[Records from a data collection]
****************************************

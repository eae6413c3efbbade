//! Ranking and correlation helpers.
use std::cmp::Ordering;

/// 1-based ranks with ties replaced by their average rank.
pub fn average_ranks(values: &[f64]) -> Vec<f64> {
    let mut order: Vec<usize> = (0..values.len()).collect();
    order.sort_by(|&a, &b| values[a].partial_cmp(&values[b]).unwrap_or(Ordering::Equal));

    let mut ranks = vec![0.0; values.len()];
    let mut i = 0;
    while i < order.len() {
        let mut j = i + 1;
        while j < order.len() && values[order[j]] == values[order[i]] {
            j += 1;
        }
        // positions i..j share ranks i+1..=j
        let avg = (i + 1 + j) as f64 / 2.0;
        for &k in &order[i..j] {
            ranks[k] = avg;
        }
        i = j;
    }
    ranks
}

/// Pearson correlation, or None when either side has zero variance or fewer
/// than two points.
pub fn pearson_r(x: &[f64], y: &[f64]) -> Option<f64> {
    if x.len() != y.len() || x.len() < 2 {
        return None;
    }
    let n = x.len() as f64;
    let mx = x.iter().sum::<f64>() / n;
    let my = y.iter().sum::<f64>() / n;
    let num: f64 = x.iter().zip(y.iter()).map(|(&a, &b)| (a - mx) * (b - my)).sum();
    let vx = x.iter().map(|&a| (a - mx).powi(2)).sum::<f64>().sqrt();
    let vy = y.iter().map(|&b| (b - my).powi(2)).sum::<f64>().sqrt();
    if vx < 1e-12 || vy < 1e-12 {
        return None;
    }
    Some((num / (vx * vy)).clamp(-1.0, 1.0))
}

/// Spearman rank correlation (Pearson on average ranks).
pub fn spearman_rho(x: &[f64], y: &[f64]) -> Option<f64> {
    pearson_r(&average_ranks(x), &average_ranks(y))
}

****************************************

**WHAT YOU SHOULD DO**
Starting at the line that contains "Some((num / (vx * vy)).clamp(-1.0, 1.0))", retype each line through the last one in the records, both included, and add nothing.

**TASK RESULT**
    Some((num / (vx * vy)).clamp(-1.0, 1.0))
}

/// Spearman rank correlation (Pearson on average ranks).
pub fn spearman_rho(x: &[f64], y: &[f64]) -> Option<f64> {
    pearson_r(&average_ranks(x), &average_ranks(y))
}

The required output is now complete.